Западная модель подчеркивает индивидуальность (даже в отвратительных проявлениях), требует с уважением относиться к любому агрессивному фрику. Отсюда нацизм, чайлдфри, однополая любовь напоказ, проблемы с гендерной и расовой самоидентификациями, разрушение института семьи, эмансипация в обнимку с феминизацией, демократия и наркотики. В самой ее концепции заложено стремление к самоуничтожению.
Восточная модель обнаруживает тягу к общественной однородности, во благо которой порой приходится поступаться личными интересами. Ее онтология в почитании предков, в культе семьи, в соблюдении традиций, в патриархальности, склонности к монархическому типу правления.
Западная толерантность выпячивает различия, а потому разобщает и ведет к хаосу. Восточная толерантность объединяет и сглаживает различия.
Истина, как всегда, где-то посередине, но восточная модель более стабильна и жизнеспособна. За ней будущее, а нам, вслед за Освальдом Шпенглером, остается лишь запастись терпением и наблюдать неизбежный "Закат Европы".

Автопилот теперь даже в автотранспорте. Мы делегируем функции управления, расслабляемся и с улыбкой наблюдаем, как меняются картинки за окном. С уголка губ стекает слюнка, и даже пункт назначения заботливо выбирает автопилот. Кто виноват, что приедем не туда?
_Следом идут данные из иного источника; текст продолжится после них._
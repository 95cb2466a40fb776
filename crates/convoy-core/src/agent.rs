//! Core Agent trait definition

use crate::{Message, Result};
use async_trait::async_trait;
use std::sync::Arc;

/// Outcome of a reply hook
#[derive(Debug, Clone, PartialEq, Eq)]
pub enum ReplyDecision {
    /// Let the remaining hooks and the normal reply pipeline run
    Defer,
    /// Stop here and answer with the given reply (`None` means "no reply")
    Final(Option<Message>),
}

/// Hook run at the start of every `generate_reply`
///
/// Hooks see the replying agent (`recipient`), its memory of the conversation
/// with `sender`, and the sender itself.
pub trait ReplyHook: Send + Sync {
    /// Inspect the turn and decide whether to short-circuit it
    fn on_reply(
        &self,
        recipient: &dyn Agent,
        messages: &[Message],
        sender: &dyn Agent,
    ) -> ReplyDecision;
}

/// Core trait that all conversational agents implement
///
/// Agents exchange [`Message`]s through [`deliver`], which only touches memory,
/// and produce new turns through [`Agent::generate_reply`]. All methods take
/// `&self`; implementations keep their mutable state behind locks that are
/// never held across an `.await`.
#[async_trait]
pub trait Agent: Send + Sync {
    /// Get the agent's name, unique within a conversation
    fn name(&self) -> &str;

    /// Short description used when other agents pick a speaker
    fn description(&self) -> &str {
        ""
    }

    /// Store a message received from `sender`
    fn receive(&self, message: &Message, sender: &dyn Agent);

    /// Store a message this agent sent to `recipient`
    fn record_sent(&self, message: &Message, recipient: &dyn Agent);

    /// Produce the next turn in the conversation with `sender`
    ///
    /// Returns `Ok(None)` when the agent has nothing more to say, which ends
    /// the exchange.
    async fn generate_reply(&self, sender: &dyn Agent) -> Result<Option<Message>>;

    /// Messages exchanged with the agent called `peer`
    fn chat_messages(&self, peer: &str) -> Vec<Message>;

    /// Forget the conversation with `peer`, or every conversation when `None`
    fn clear_history(&self, peer: Option<&str>);

    /// Reset the consecutive auto-reply counter for `peer`, or for everyone
    fn reset_consecutive_auto_reply_counter(&self, _peer: Option<&str>) {}

    /// Register a hook run before every reply; newer hooks run first
    fn register_reply(&self, hook: Arc<dyn ReplyHook>);
}

/// Hand `message` from `sender` to `recipient` without asking for a reply
///
/// Both sides record the message in their memory of each other. Nothing is
/// generated and no reply hook runs.
pub fn deliver(message: &Message, sender: &dyn Agent, recipient: &dyn Agent) {
    sender.record_sent(message, recipient);
    recipient.receive(message, sender);
}

/// Run `hooks` in order and return the first final decision
pub fn run_reply_hooks(
    hooks: &[Arc<dyn ReplyHook>],
    recipient: &dyn Agent,
    messages: &[Message],
    sender: &dyn Agent,
) -> ReplyDecision {
    for hook in hooks {
        if let decision @ ReplyDecision::Final(_) = hook.on_reply(recipient, messages, sender) {
            return decision;
        }
    }
    ReplyDecision::Defer
}
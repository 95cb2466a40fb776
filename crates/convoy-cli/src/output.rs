//! Terminal rendering of transcripts and participants

use comfy_table::{ContentArrangement, Table, presets::UTF8_FULL};
use convoy_workflow::{LoadedAgent, TranscriptEntry};

const MAX_CELL_CHARS: usize = 160;

fn table() -> Table {
    let mut table = Table::new();
    table
        .load_preset(UTF8_FULL)
        .set_content_arrangement(ContentArrangement::Dynamic);
    table
}

fn shorten(text: &str) -> String {
    let text = text.trim();
    if text.chars().count() <= MAX_CELL_CHARS {
        return text.to_string();
    }
    let head: String = text.chars().take(MAX_CELL_CHARS - 1).collect();
    format!("{head}…")
}

/// One row per recorded turn
pub fn transcript_table(entries: &[TranscriptEntry]) -> Table {
    let mut table = table();
    table.set_header(vec!["#", "Time", "From", "To", "Message"]);
    for (idx, entry) in entries.iter().enumerate() {
        table.add_row(vec![
            (idx + 1).to_string(),
            entry.timestamp.format("%H:%M:%S%.3f").to_string(),
            entry.sender.clone(),
            entry.recipient.clone(),
            shorten(&entry.message.content),
        ]);
    }
    table
}

/// Sender and receiver with their group members
pub fn participants_table(sender: &LoadedAgent, receiver: &LoadedAgent) -> Table {
    let mut table = table();
    table.set_header(vec!["Side", "Agent", "Kind", "Members"]);
    for (side, agent) in [("sender", sender), ("receiver", receiver)] {
        let (kind, members) = match agent.group() {
            Some(group) => ("group chat", group.agent_names().join(", ")),
            None => ("agent", String::new()),
        };
        table.add_row(vec![side, agent.name(), kind, members.as_str()]);
    }
    table
}
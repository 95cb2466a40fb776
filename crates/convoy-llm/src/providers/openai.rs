//! OpenAI-compatible provider implementation
//!
//! This module implements the LLMProvider trait for the chat completions API.
//! See: https://platform.openai.com/docs/api-reference/chat
//!
//! The same wire format is spoken by Azure OpenAI deployments and by most local
//! servers (llama.cpp, vLLM, LM Studio); Azure only differs in URL layout and
//! authentication header, selected through [`ApiFlavor`].
//!
//! # Example
//!
//! ```no_run
//! use convoy_core::Message;
//! use convoy_llm::{CompletionRequest, LLMProvider};
//! use convoy_llm::providers::{OpenAIConfig, OpenAIProvider};
//!
//! #[tokio::main]
//! async fn main() -> Result<(), Box<dyn std::error::Error>> {
//!     let config = OpenAIConfig::new("sk-...").with_api_base("http://localhost:1234/v1");
//!     let provider = OpenAIProvider::with_config(config)?;
//!
//!     let request = CompletionRequest::builder("gpt-4o")
//!         .add_message(Message::user("Hello!"))
//!         .build();
//!
//!     let response = provider.complete(request).await?;
//!     println!("{}", response.message.content);
//!     Ok(())
//! }
//! ```

use crate::{CompletionRequest, CompletionResponse, LLMError, LLMProvider, Result, StopReason, TokenUsage};
use async_trait::async_trait;
use convoy_core::{Message, Role};
use reqwest::Client;
use serde::{Deserialize, Serialize};
use std::time::Duration;
use tracing::{debug, instrument};

/// Default API base URL
pub const DEFAULT_OPENAI_API_BASE: &str = "https://api.openai.com/v1";
const DEFAULT_TIMEOUT_SECS: u64 = 120;
const DEFAULT_AZURE_API_VERSION: &str = "2024-02-01";

/// URL layout and authentication scheme of the endpoint
#[derive(Debug, Clone, Copy, PartialEq, Eq, Default)]
pub enum ApiFlavor {
    /// `{base}/chat/completions` with a bearer token
    #[default]
    OpenAI,
    /// `{base}/openai/deployments/{model}/chat/completions` with an `api-key` header
    Azure,
}

impl ApiFlavor {
    /// Map a configured `api_type` value; anything that is not Azure speaks OpenAI
    pub fn from_api_type(api_type: Option<&str>) -> Self {
        match api_type.map(str::to_ascii_lowercase).as_deref() {
            Some("azure") => ApiFlavor::Azure,
            _ => ApiFlavor::OpenAI,
        }
    }
}

/// Configuration for the OpenAI-compatible provider
#[derive(Debug, Clone)]
pub struct OpenAIConfig {
    /// API key for authentication
    pub api_key: String,

    /// Base URL of the API
    pub api_base: String,

    /// Request timeout in seconds (default: 120)
    pub timeout_secs: u64,

    /// URL layout and authentication scheme
    pub flavor: ApiFlavor,

    /// API version query parameter, used by Azure
    pub api_version: Option<String>,
}

impl OpenAIConfig {
    /// Create a new config with the given API key and default settings
    pub fn new(api_key: impl Into<String>) -> Self {
        Self {
            api_key: api_key.into(),
            api_base: DEFAULT_OPENAI_API_BASE.to_string(),
            timeout_secs: DEFAULT_TIMEOUT_SECS,
            flavor: ApiFlavor::OpenAI,
            api_version: None,
        }
    }

    /// Set custom API base URL
    pub fn with_api_base(mut self, api_base: impl Into<String>) -> Self {
        self.api_base = api_base.into().trim_end_matches('/').to_string();
        self
    }

    /// Set request timeout in seconds
    pub fn with_timeout(mut self, timeout_secs: u64) -> Self {
        self.timeout_secs = timeout_secs;
        self
    }

    /// Set the URL layout and authentication scheme
    pub fn with_flavor(mut self, flavor: ApiFlavor) -> Self {
        self.flavor = flavor;
        self
    }

    /// Set the API version
    pub fn with_api_version(mut self, api_version: impl Into<String>) -> Self {
        self.api_version = Some(api_version.into());
        self
    }

    /// Chat completions endpoint for `model`
    pub fn endpoint(&self, model: &str) -> String {
        match self.flavor {
            ApiFlavor::OpenAI => format!("{}/chat/completions", self.api_base),
            ApiFlavor::Azure => format!(
                "{}/openai/deployments/{}/chat/completions?api-version={}",
                self.api_base,
                model,
                self.api_version.as_deref().unwrap_or(DEFAULT_AZURE_API_VERSION)
            ),
        }
    }
}

impl Default for OpenAIConfig {
    fn default() -> Self {
        Self::new(String::new())
    }
}

/// OpenAI-compatible chat completions provider
pub struct OpenAIProvider {
    client: Client,
    config: OpenAIConfig,
}

impl OpenAIProvider {
    /// Create a new provider with custom configuration
    pub fn with_config(config: OpenAIConfig) -> Result<Self> {
        let client = Client::builder()
            .timeout(Duration::from_secs(config.timeout_secs))
            .build()?;

        Ok(Self { client, config })
    }

    /// Create a new provider with an API key and default settings
    pub fn new(api_key: impl Into<String>) -> Result<Self> {
        Self::with_config(OpenAIConfig::new(api_key))
    }

    /// Get the current configuration
    pub fn config(&self) -> &OpenAIConfig {
        &self.config
    }
}

#[async_trait]
impl LLMProvider for OpenAIProvider {
    #[instrument(skip(self, request), fields(model = %request.model, api_base = %self.config.api_base))]
    async fn complete(&self, request: CompletionRequest) -> Result<CompletionResponse> {
        let endpoint = self.config.endpoint(&request.model);
        debug!("Sending chat completion request to {}", endpoint);

        let body = OpenAIRequest {
            model: request.model.clone(),
            messages: build_openai_messages(request.system, &request.messages),
            max_tokens: request.max_tokens,
            temperature: request.temperature,
            stop: request.stop_sequences,
        };

        let builder = self.client.post(endpoint).json(&body);
        let builder = match self.config.flavor {
            ApiFlavor::OpenAI => builder.bearer_auth(&self.config.api_key),
            ApiFlavor::Azure => builder.header("api-key", &self.config.api_key),
        };
        let response = builder.send().await?;

        if !response.status().is_success() {
            let status = response.status();
            let error_text = response.text().await?;

            return Err(match status.as_u16() {
                401 => LLMError::AuthenticationFailed,
                429 => LLMError::RateLimitExceeded(error_text),
                400 => LLMError::InvalidRequest(error_text),
                404 => LLMError::ModelNotFound(request.model),
                _ => LLMError::RequestFailed(format!("HTTP {status}: {error_text}")),
            });
        }

        let parsed: OpenAIResponse = response.json().await.map_err(|e| {
            LLMError::UnexpectedResponse(format!("Failed to parse response: {e}"))
        })?;

        let choice = parsed
            .choices
            .into_iter()
            .next()
            .ok_or_else(|| LLMError::UnexpectedResponse("No choices in response".to_string()))?;

        debug!(
            "Received response - finish_reason: {:?}, tokens: {}/{}",
            choice.finish_reason, parsed.usage.prompt_tokens, parsed.usage.completion_tokens
        );

        Ok(CompletionResponse {
            message: Message::assistant(choice.message.content.unwrap_or_default()),
            stop_reason: map_stop_reason(choice.finish_reason.as_deref()),
            usage: TokenUsage {
                input_tokens: parsed.usage.prompt_tokens,
                output_tokens: parsed.usage.completion_tokens,
            },
        })
    }

    fn name(&self) -> &str {
        match self.config.flavor {
            ApiFlavor::OpenAI => "openai",
            ApiFlavor::Azure => "azure",
        }
    }
}

// ============================================================================
// Wire types
// ============================================================================

#[derive(Debug, Serialize)]
struct OpenAIRequest {
    model: String,
    messages: Vec<OpenAIMessage>,
    #[serde(skip_serializing_if = "Option::is_none")]
    max_tokens: Option<usize>,
    #[serde(skip_serializing_if = "Option::is_none")]
    temperature: Option<f32>,
    #[serde(skip_serializing_if = "Option::is_none")]
    stop: Option<Vec<String>>,
}

#[derive(Debug, Serialize, PartialEq)]
struct OpenAIMessage {
    role: &'static str,
    content: String,
    #[serde(skip_serializing_if = "Option::is_none")]
    name: Option<String>,
}

#[derive(Debug, Deserialize)]
struct OpenAIResponse {
    choices: Vec<OpenAIChoice>,
    #[serde(default)]
    usage: OpenAIUsage,
}

#[derive(Debug, Deserialize)]
struct OpenAIChoice {
    message: OpenAIResponseMessage,
    finish_reason: Option<String>,
}

#[derive(Debug, Deserialize)]
struct OpenAIResponseMessage {
    content: Option<String>,
}

#[derive(Debug, Default, Deserialize)]
struct OpenAIUsage {
    #[serde(default)]
    prompt_tokens: usize,
    #[serde(default)]
    completion_tokens: usize,
}

// ============================================================================
// Conversion functions
// ============================================================================

/// System prompt first, then the conversation
fn build_openai_messages(system: Option<String>, messages: &[Message]) -> Vec<OpenAIMessage> {
    let mut result = Vec::with_capacity(messages.len() + 1);

    if let Some(sys) = system {
        result.push(OpenAIMessage {
            role: "system",
            content: sys,
            name: None,
        });
    }

    result.extend(messages.iter().map(convert_message));
    result
}

fn convert_message(msg: &Message) -> OpenAIMessage {
    // Function output has no tool_call_id to attach to, so it goes back as user text.
    let role = match msg.role {
        Role::Assistant => "assistant",
        Role::System => "system",
        Role::User | Role::Function => "user",
    };

    OpenAIMessage {
        role,
        content: msg.content.clone(),
        name: msg.name.as_deref().and_then(wire_name),
    }
}

/// The API only accepts `[A-Za-z0-9_-]{1,64}` as participant names
fn wire_name(name: &str) -> Option<String> {
    let cleaned: String = name
        .chars()
        .map(|c| if c.is_ascii_alphanumeric() || c == '-' { c } else { '_' })
        .take(64)
        .collect();
    (!cleaned.is_empty()).then_some(cleaned)
}

fn map_stop_reason(reason: Option<&str>) -> StopReason {
    match reason {
        Some("length") => StopReason::MaxTokens,
        Some("content_filter") => StopReason::ContentFilter,
        Some("stop_sequence") => StopReason::StopSequence,
        _ => StopReason::EndTurn,
    }
}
Почти две тысячи лет назад Гай в "Институциях" писал: "Пред­ки [наши] утвер­жда­ли, что даже совер­шен­но­лет­ние жен­щи­ны вслед­ст­вие при­су­ще­го им лег­ко­мыс­лия долж­ны состо­ять под опе­кою…" Как же Европа, наследница римских правовых установлений, допустила появление феминизма?
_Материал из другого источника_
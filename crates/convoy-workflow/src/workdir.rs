//! Working directory owned by a workflow
//!
//! Skill files and code execution write here. The directory is shared by the
//! whole process: two workflows pointed at the same path will trample each
//! other's files.

use convoy_core::Result;
use std::fs;
use std::path::{Path, PathBuf};
use tracing::info;

/// Default working directory, relative to the current directory
pub const DEFAULT_WORK_DIR: &str = "work_dir";

/// A prepared working directory
#[derive(Debug, Clone, PartialEq, Eq)]
pub struct WorkDir {
    path: PathBuf,
}

impl WorkDir {
    /// Make sure `path` exists, emptying it first when `clear` is set
    pub fn prepare(path: impl Into<PathBuf>, clear: bool) -> Result<Self> {
        let path = path.into();
        fs::create_dir_all(&path)?;

        if clear {
            let mut removed = 0;
            for entry in fs::read_dir(&path)? {
                let entry = entry?;
                if entry.file_type()?.is_dir() {
                    fs::remove_dir_all(entry.path())?;
                } else {
                    fs::remove_file(entry.path())?;
                }
                removed += 1;
            }
            info!(dir = %path.display(), removed, "Cleared work directory");
        }

        Ok(Self { path })
    }

    /// Path of the directory
    pub fn path(&self) -> &Path {
        &self.path
    }

    /// Whether the directory currently holds no entries
    pub fn is_empty(&self) -> Result<bool> {
        Ok(fs::read_dir(&self.path)?.next().is_none())
    }
}

impl AsRef<Path> for WorkDir {
    fn as_ref(&self) -> &Path {
        &self.path
    }
}

#[cfg(test)]
mod tests {
    use super::*;

    #[test]
    fn test_creates_missing_dir() {
        let root = tempfile::tempdir().unwrap();
        let work_dir = WorkDir::prepare(root.path().join("a/b"), true).unwrap();
        assert!(work_dir.path().is_dir());
        assert!(work_dir.is_empty().unwrap());
    }

    #[test]
    fn test_clear_removes_files_and_dirs() {
        let root = tempfile::tempdir().unwrap();
        fs::write(root.path().join("old.py"), "x").unwrap();
        fs::create_dir_all(root.path().join("nested/deeper")).unwrap();

        let work_dir = WorkDir::prepare(root.path(), true).unwrap();
        assert!(work_dir.is_empty().unwrap());
        assert!(root.path().is_dir());
    }

    #[test]
    fn test_keep_preserves_contents() {
        let root = tempfile::tempdir().unwrap();
        fs::write(root.path().join("keep.txt"), "x").unwrap();

        let work_dir = WorkDir::prepare(root.path(), false).unwrap();
        assert!(!work_dir.is_empty().unwrap());
        assert!(root.path().join("keep.txt").exists());
    }
}
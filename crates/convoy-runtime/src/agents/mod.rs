//! Concrete agent implementations

pub mod conversable;
pub mod group;

pub use conversable::{AgentRole, ConversableAgent};
pub use group::{GroupChat, GroupChatManager};
//! Replaying a stored transcript into a fresh pair of agents

use convoy_core::{Agent, Error, Message, Result, Role, deliver};
use serde_json::Value;
use tracing::{debug, warn};

/// Turn untyped history records into messages
///
/// Accepts a JSON array of objects. Content is coerced: missing or null
/// becomes empty, other non-string values become their JSON text. Unknown
/// fields are ignored. Only a record that is not an object, or whose `role`
/// is not a string, is rejected. Records with a role convoy does not know are
/// skipped with a warning.
pub fn parse_history(value: &Value) -> Result<Vec<Message>> {
    let Value::Array(records) = value else {
        return Err(Error::InvalidHistory(
            "history must be a JSON array".to_string(),
        ));
    };

    let mut messages = Vec::with_capacity(records.len());
    for (idx, record) in records.iter().enumerate() {
        let Value::Object(fields) = record else {
            return Err(Error::InvalidHistory(format!(
                "entry {idx} is not an object"
            )));
        };

        let Some(Value::String(role)) = fields.get("role") else {
            return Err(Error::InvalidHistory(format!(
                "entry {idx} has no string role"
            )));
        };
        let role: Role = match role.parse() {
            Ok(role) => role,
            Err(_) => {
                warn!(entry = idx, role = %role, "Skipping history entry with unknown role");
                continue;
            }
        };

        let content = match fields.get("content") {
            None | Some(Value::Null) => String::new(),
            Some(Value::String(text)) => text.clone(),
            Some(other) => other.to_string(),
        };

        let mut message = Message::new(role, content);
        if let Some(Value::String(name)) = fields.get("name") {
            message = message.with_name(name.clone());
        }
        messages.push(message);
    }

    Ok(messages)
}

/// [`parse_history`] over JSON text
pub fn parse_history_str(json: &str) -> Result<Vec<Message>> {
    let value: Value = serde_json::from_str(json)?;
    parse_history(&value)
}

/// Re-insert `history` into the memories of `sender` and `receiver`
///
/// `user` messages travel sender to receiver, `assistant` messages receiver
/// to sender. Nothing is generated and no reply hook runs. Other roles are
/// skipped. Returns the number of messages delivered.
pub fn populate_history(history: &[Message], sender: &dyn Agent, receiver: &dyn Agent) -> usize {
    let mut delivered = 0;
    for message in history {
        match message.role {
            Role::User => deliver(message, sender, receiver),
            Role::Assistant => deliver(message, receiver, sender),
            Role::System | Role::Function => {
                warn!(role = %message.role, "Skipping history message that has no direction");
                continue;
            }
        }
        delivered += 1;
    }
    debug!(delivered, total = history.len(), "Replayed history");
    delivered
}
Каждый из нас изо всех сил пытается доказать всему миру свою исключительность. Между сном, приемом пищи и походами в туалет.

Терпеть недостатки - это не любовь. Не замечать недостатки - это не любовь. Помогать справиться с недостатками - тем более не любовь. Обманывать себя, называя недостатки достоинствами, - это тоже не любовь. Любовь обитает где-то в той стороне, где недостатки зримы, осязаемы, понимаемы, но воспринимаемы в качестве органичных частей единого целого. И вот как раз без них-то снова будет не любовь.

Со времен прочтения Астрид Линдгрен (лет с шести-семи) зародилась во мне смутная тревожность: навстречу патриархальному миру движется нечто темное – женское, необузданное, вне логики, вне принципов, без традиционных понятий мужской чести, непредсказуемое, совершенно глупое (с мужской точки зрения), предвещающее конец всему, что дорого и понятно. Принять это было бы предательством самого сокровенного, противиться этому было вершиной глупости.

Преступление без возмездия романтизируется. Прощенный проступок становится подвигом.